Gli Stati Uniti non hanno fatto altro che saccheggiare le comunità nere, da sempre.
Portland
è una città a prevalenza bianca, in parte a causa dell’atto costitutivo
dello stato dell’Oregon, che fino agli anni Venti aveva bandito i neri
dallo stato. Com’è stato avere sostenitori bianchi e collaborare con
loro in una città abitata quasi solo da bianchi?
Questo
c’era e con questo abbiamo fatto funzionare le cose. Abbiamo stretto
alleanze con gli Studenti per una Società Democratica (SDS), con il
Partito per la pace e la libertà, con il Partito Comunista e con la Lega
internazionale femminile per la pace e la libertà.
Abbiamo
sempre avuto il supporto di gruppi anticapitalisti e antimperialisti.
Perfino Bill Walton, dei Trail Blazers di Portland (quadra di Basket
locale che gioca nella NBA, ndr) ha partecipato alle nostre
manifestazioni e iniziative di tanto in tanto. Molti dei nostri
sostenitori ci hanno aiutato con le cauzioni quando ne avevamo bisogno.
Hanno addirittura istituito un fondo per le nostre cauzioni senza fare
domande. Quando è toccato a me finire dentro per sommossa, la mia
cauzione di 80mila dollari è stata pagata da due bianchi: metà da Morris
Malvin, un radiologo e metà da Panny Sabin, l’ereditiera della Blue
Bell Potato Chips che ha pagato in azioni della sua azienda.
Malbin
si è occupato di molte raccolte fondi per noi. Tutti i dottori nelle
nostre cliniche erano bianchi.

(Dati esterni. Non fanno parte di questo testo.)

mod cli;

use anyhow::Result;
use tracing::debug;
use tracing_subscriber::{layer::SubscriberExt, util::SubscriberInitExt, EnvFilter};

use advisor::config::Config;

#[tokio::main(flavor = "current_thread")]
async fn main() -> Result<()> {
    let config = Config::from_env()?;

    // Logs go to stderr so command output stays clean on stdout
    tracing_subscriber::registry()
        .with(EnvFilter::try_from_default_env().unwrap_or_else(|_| {
            EnvFilter::new(format!("{}={}", env!("CARGO_PKG_NAME"), &config.rust_log))
        }))
        .with(tracing_subscriber::fmt::layer().with_writer(std::io::stderr))
        .init();

    debug!(
        "Advisor v{} using {}",
        env!("CARGO_PKG_VERSION"),
        config.api_url
    );

    cli::run(config).await
}
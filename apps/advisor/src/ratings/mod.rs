//! Ratings aggregation and the feedback-submission protocol.

use std::collections::BTreeMap;

use serde::Serialize;

use crate::models::rating::{Rating, MAX_SCORE, MIN_SCORE};

pub mod feedback;
pub mod report;

pub use feedback::{FeedbackOutcome, FeedbackPanel};
pub use report::{load_ratings_report, RatingsReport, RatingsView};

#[derive(Debug, Clone, PartialEq, Serialize)]
pub struct ItemRatingSummary {
    pub average: f64,
    pub count: usize,
}

#[derive(Debug, Clone, PartialEq, Serialize)]
pub struct GlobalRatingSummary {
    pub average: f64,
    pub total: usize,
    /// Occurrences of each score 1..=5; every key is present.
    pub histogram: BTreeMap<u8, usize>,
}

/// Mean score and count per recommendation. Unrated items are absent.
pub fn summarize_by_recommendation(ratings: &[Rating]) -> BTreeMap<i64, ItemRatingSummary> {
    let mut totals: BTreeMap<i64, (i64, usize)> = BTreeMap::new();
    for rating in ratings {
        let entry = totals.entry(rating.recommendation_id).or_insert((0, 0));
        entry.0 += rating.score;
        entry.1 += 1;
    }

    totals
        .into_iter()
        .map(|(id, (sum, count))| {
            (
                id,
                ItemRatingSummary {
                    average: sum as f64 / count as f64,
                    count,
                },
            )
        })
        .collect()
}

/// Mean of all scores (0 when empty) and the score histogram.
pub fn summarize_global(ratings: &[Rating]) -> GlobalRatingSummary {
    let mut histogram: BTreeMap<u8, usize> = (MIN_SCORE..=MAX_SCORE).map(|s| (s, 0)).collect();
    for rating in ratings {
        if let Some(count) = rating.stars().and_then(|s| histogram.get_mut(&s)) {
            *count += 1;
        }
    }

    let average = if ratings.is_empty() {
        0.0
    } else {
        let sum: i64 = ratings.iter().map(|r| r.score).sum();
        sum as f64 / ratings.len() as f64
    };

    GlobalRatingSummary {
        average,
        total: ratings.len(),
        histogram,
    }
}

Da sempre vedo la gente unirsi nelle
lotte, bianchi neri, nativi, e questo mi aiuta a tenere alta la mia
motivazione.
Gary
Younge ha detto “Quando le persone parlano della natura distruttiva
delle rivolte, dovrebbero tenere a mente in primis la natura distruttiva
di ciò che le ha provocate, ma anche le possibilità che spesso vengono
aperte da questi momenti storici.”
È
proprio così. Le persone che stanno portando avanti le proteste a
Portland hanno una forza incredibile e un grande cuore. Stanno facendo
arrivare alla gente i messaggi giusti. Parlano ai manifestanti dei loro
diritti. Parlando al telefono con due di loro, qualche giorno fa, li ho
incoraggiati a continuare a portare queste istanze nelle strade. Perché è
lì che devono essere risolte.
Riceveranno
presto delle pressioni per iniziare ad accettare dei compromessi. Non
possiamo farci fregare accontentarci di qualche riforma irrilevante.

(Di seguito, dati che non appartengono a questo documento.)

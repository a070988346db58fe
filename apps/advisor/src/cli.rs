use std::path::{Path, PathBuf};

use anyhow::{anyhow, Context};
use bytes::Bytes;
use clap::{Args, Parser, Subcommand};
use tracing::info;

use advisor::account::{self, AccountService, ProfileForm};
use advisor::config::Config;
use advisor::errors::AdvisorError;
use advisor::insights::{self, HistoryView};
use advisor::models::profile::StudentProfile;
use advisor::models::recommendation::{course_tier, profile_band, RecommendationResult, ScoredItem};
use advisor::models::user::{ImageUpload, NewUser};
use advisor::ratings::{self, FeedbackOutcome, FeedbackPanel, RatingsView};
use advisor::state::AppState;
use advisor::store::ReportView;
use advisor::wizard::{AssessmentWizard, Destination};

#[derive(Parser, Debug)]
#[command(
    name = "advisor",
    about = "Take the career assessment and manage recommendations from the command line",
    version
)]
struct Cli {
    #[command(subcommand)]
    command: Command,
}

#[derive(Subcommand, Debug)]
enum Command {
    /// Log in and persist the session token
    Login(LoginArgs),
    /// Clear the persisted session
    Logout,
    /// Show the logged-in account
    Whoami,
    /// Create an account
    Register(RegisterArgs),
    /// Request a password reset token by email
    ForgotPassword {
        #[arg(long)]
        email: String,
    },
    /// Set a new password using a reset token
    ResetPassword(ResetArgs),
    /// Change account details; only changed fields are sent
    UpdateProfile(UpdateProfileArgs),
    /// Run the assessment from a JSON profile and print the report
    Assess {
        /// Path to a JSON-encoded student profile
        #[arg(long)]
        profile: PathBuf,
    },
    /// Rate a recommended course or career
    Rate(RateArgs),
    /// Summarize your submitted ratings
    Insights,
    /// List past recommendations
    History {
        /// Show per-day counts instead of individual entries
        #[arg(long)]
        by_day: bool,
    },
    /// Show model performance figures
    Metrics,
}

#[derive(Args, Debug)]
struct LoginArgs {
    #[arg(long)]
    username: String,
    #[arg(long)]
    password: String,
}

#[derive(Args, Debug)]
struct RegisterArgs {
    #[arg(long)]
    username: String,
    #[arg(long)]
    email: String,
    #[arg(long)]
    password: String,
    #[arg(long)]
    confirm: String,
}

#[derive(Args, Debug)]
struct ResetArgs {
    #[arg(long)]
    token: String,
    #[arg(long)]
    password: String,
    #[arg(long)]
    confirm: String,
}

#[derive(Args, Debug)]
struct UpdateProfileArgs {
    #[arg(long)]
    username: Option<String>,
    #[arg(long)]
    email: Option<String>,
    #[arg(long)]
    password: Option<String>,
    #[arg(long)]
    confirm: Option<String>,
    /// Profile image URL; pass an empty string to remove the image
    #[arg(long)]
    image_url: Option<String>,
    /// Upload a local image file; takes precedence over --image-url
    #[arg(long)]
    image: Option<PathBuf>,
    #[arg(long)]
    school: Option<String>,
    #[arg(long)]
    id_number: Option<String>,
    #[arg(long)]
    phone: Option<String>,
}

#[derive(Args, Debug)]
struct RateArgs {
    /// Recommendation id shown in the report
    #[arg(long)]
    item: i64,
    /// Stars, 1 to 5
    #[arg(long)]
    stars: u8,
    #[arg(long)]
    comment: Option<String>,
}

pub async fn run(config: Config) -> anyhow::Result<()> {
    let cli = Cli::parse();
    let state = AppState::from_config(config).map_err(|e| anyhow!(e.user_message()))?;

    match execute(cli.command, &state).await {
        Ok(()) => Ok(()),
        Err(AdvisorError::Internal(e)) => Err(e),
        Err(e) if e.requires_login() => Err(anyhow!(
            "{} Run `advisor login` first.",
            e.user_message()
        )),
        Err(e) => Err(anyhow!(e.user_message())),
    }
}

async fn execute(command: Command, state: &AppState) -> Result<(), AdvisorError> {
    match command {
        Command::Login(args) => {
            state.session.login(&args.username, &args.password).await?;
            println!("Logged in as {}.", args.username);
        }
        Command::Logout => {
            state.session.logout()?;
            println!("Logged out.");
        }
        Command::Whoami => {
            let user = AccountService::new(state).current_user().await?;
            println!("{} <{}>", user.username, user.email);
            if let Some(url) = user.profile_image_url.filter(|url| !url.is_empty()) {
                println!("Image: {url}");
            }
        }
        Command::Register(args) => {
            let user = account::register(
                state.api.as_ref(),
                NewUser {
                    username: args.username,
                    email: args.email,
                    password: args.password,
                    password_confirmation: args.confirm,
                },
            )
            .await?;
            println!("Registered {}. You can now log in.", user.username);
        }
        Command::ForgotPassword { email } => {
            println!("{}", account::forgot_password(state.api.as_ref(), &email).await?);
        }
        Command::ResetPassword(args) => {
            let message =
                account::reset_password(state.api.as_ref(), &args.token, &args.password, &args.confirm)
                    .await?;
            println!("{message}");
        }
        Command::UpdateProfile(args) => update_profile(state, args).await?,
        Command::Assess { profile } => assess(state, &profile).await?,
        Command::Rate(args) => rate(state, args).await?,
        Command::Insights => match ratings::load_ratings_report(state).await? {
            RatingsView::Empty => println!("No ratings found yet."),
            RatingsView::Summary(report) => {
                println!(
                    "{} ratings, average {:.2} stars",
                    report.global.total, report.global.average
                );
                for (stars, count) in report.global.histogram.iter().rev() {
                    println!("  {stars}★ {count}");
                }
                for (id, summary) in &report.per_item {
                    println!(
                        "  #{id}: {:.2} from {} rating(s)",
                        summary.average, summary.count
                    );
                }
            }
        },
        Command::History { by_day } => match insights::load_history(state).await? {
            HistoryView::Empty => println!(
                "No recommendation history available yet. Take an assessment to get started."
            ),
            HistoryView::Entries(entries) if by_day => {
                for day in insights::summarize_by_day(&entries) {
                    println!(
                        "{}  courses: {}  careers: {}",
                        day.date, day.courses, day.careers
                    );
                }
            }
            HistoryView::Entries(entries) => {
                for entry in entries {
                    let name = entry
                        .course_name
                        .or(entry.career_name)
                        .unwrap_or_else(|| "(unnamed)".to_string());
                    println!("{}  {name}", entry.created_at.format("%Y-%m-%d %H:%M"));
                }
            }
        },
        Command::Metrics => {
            let metrics = insights::load_model_metrics(state).await?;
            for (name, figures) in &metrics {
                println!(
                    "{name}: accuracy {:.1}%  precision {:.1}%  recall {:.1}%  f1 {:.1}%",
                    figures.accuracy * 100.0,
                    figures.precision * 100.0,
                    figures.recall * 100.0,
                    figures.f1_score * 100.0
                );
            }
            if let Some((name, _)) = insights::best_course_model(&metrics) {
                println!("Best course model: {name}");
            }
        }
    }
    Ok(())
}

async fn assess(state: &AppState, path: &Path) -> Result<(), AdvisorError> {
    let raw = tokio::fs::read_to_string(path)
        .await
        .with_context(|| format!("reading profile {}", path.display()))?;
    let profile: StudentProfile = serde_json::from_str(&raw)
        .with_context(|| format!("parsing profile {}", path.display()))?;
    profile.check_inputs()?;

    let mut wizard = AssessmentWizard::with_profile(state, profile);
    if wizard.entry_destination() == Some(Destination::Login) {
        return Err(AdvisorError::Unauthenticated);
    }
    while !wizard.step().is_final() {
        let step = wizard.advance()?;
        info!("Advanced to {step:?}");
    }

    println!("Analyzing your profile...");
    wizard.submit().await?;

    match state.store.view() {
        ReportView::Ready(result) => print_report(&result),
        ReportView::Loading | ReportView::Empty => println!(
            "No recommendations found. Please fill out the form to get your recommendations."
        ),
    }
    Ok(())
}

fn print_report(result: &RecommendationResult) {
    println!();
    println!(
        "{} (average {:.2} points, {} level)",
        result.profile_rating,
        result.average_points,
        course_tier(result.average_points)
    );
    let band = profile_band(result.average_points);
    if band != result.profile_rating {
        info!("Service band '{}' differs from local band '{band}'", result.profile_rating);
    }
    println!("Model accuracy: {:.1}%", result.model_accuracy * 100.0);

    for row in &result.subject_grades_points {
        println!("  {:<22} {:<3} {:>2}", row.subject, row.grade, row.points);
    }

    println!("\nCourses");
    result.courses.iter().for_each(print_item);
    println!("\nCareers");
    result.careers.iter().for_each(print_item);
}

fn print_item(item: &ScoredItem) {
    let id = item.id.map(|id| format!("#{id} ")).unwrap_or_default();
    let kind = item
        .course_type
        .as_deref()
        .map(|kind| format!(" [{kind}]"))
        .unwrap_or_default();
    println!(
        "  {id}{}{kind}  {:.0}% match",
        item.name,
        item.similarity_score * 100.0
    );
    if !item.reasoning.is_empty() {
        println!("      {}", item.reasoning);
    }
    if let Some(risk) = &item.automation_risk {
        println!("      Automation risk: {risk}");
    }
}

async fn rate(state: &AppState, args: RateArgs) -> Result<(), AdvisorError> {
    let mut panel = FeedbackPanel::new(state);
    if let Some(comment) = args.comment {
        panel.set_comment(args.item, comment);
    }

    let rating = match panel.select_stars(args.item, args.stars).await? {
        FeedbackOutcome::Submitted(rating) => rating,
        FeedbackOutcome::Pending => panel.submit(args.item).await?,
    };
    println!(
        "Thanks! Recorded {} star(s) for #{}.",
        rating.score, rating.recommendation_id
    );
    Ok(())
}

async fn update_profile(state: &AppState, args: UpdateProfileArgs) -> Result<(), AdvisorError> {
    let image = match &args.image {
        Some(path) => Some(read_image(path).await?),
        None => None,
    };
    let form = ProfileForm {
        username: args.username,
        email: args.email,
        password: args.password,
        password_confirmation: args.confirm,
        profile_image_url: args.image_url,
        school_attended: args.school,
        id_birth_cert_number: args.id_number,
        phone_number: args.phone,
    };

    let user = AccountService::new(state)
        .update_profile(&form, image)
        .await?;
    println!("Profile saved for {}.", user.username);
    Ok(())
}

async fn read_image(path: &Path) -> Result<ImageUpload, AdvisorError> {
    let bytes = tokio::fs::read(path)
        .await
        .with_context(|| format!("reading image {}", path.display()))?;
    let extension = path
        .extension()
        .and_then(|ext| ext.to_str())
        .map(str::to_ascii_lowercase);
    let content_type = match extension.as_deref() {
        Some("png") => Some("image/png"),
        Some("jpg" | "jpeg") => Some("image/jpeg"),
        Some("gif") => Some("image/gif"),
        Some("webp") => Some("image/webp"),
        _ => None,
    };

    Ok(ImageUpload {
        file_name: path
            .file_name()
            .map(|name| name.to_string_lossy().into_owned())
            .unwrap_or_else(|| "upload".to_string()),
        content_type: content_type.map(str::to_string),
        bytes: Bytes::from(bytes),
    })
}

Abbiamo l’opportunità di pensare in grande: limitare i fondi per la
polizia, porre fine al problema della mancanza di alloggi, rivendicare
un lavoro per tutti.
In
questo momento stiamo vedendo lo spirito nelle strade di tutti gli
Stati Uniti, anche nelle piccole città. Qui in Oregon, ci sono proteste
in città che di solito non vedono mobilitazioni, luoghi come Klamath
Falls. Questa
è la vera coalizione arcobaleno di cui parlava Fred Hampton negli anni
’60 prima che la polizia lo crivellasse di pallottole insieme a Mark
Clark. Ora siamo in movimento. Abbiamo una reale possibilità di migliorare le cose per i nostri nipoti. È un peccato che abbiamo visto quegli orribili otto minuti e 46 secondi per far prendere coscienza alle persone della realtà della situazione. Dobbiamo guardarci l’un l’altro alle spalle, guardarci l’un l’altro.
Ora ho 77 anni e chissà, potrei non essere qui oggi, domani o il giorno successivo. Ma posso star certo che una cosa: fintanto che le persone saranno fuori per le strade a lottare contro l’omicidio dei neri, io sarò lì.
Sono a fine corsa ma è come se mi sentissi all’inizio. Siamo stati qui prima, ma questa volta portiamolo alla sua conclusione. Ricominciamo e facciamolo bene.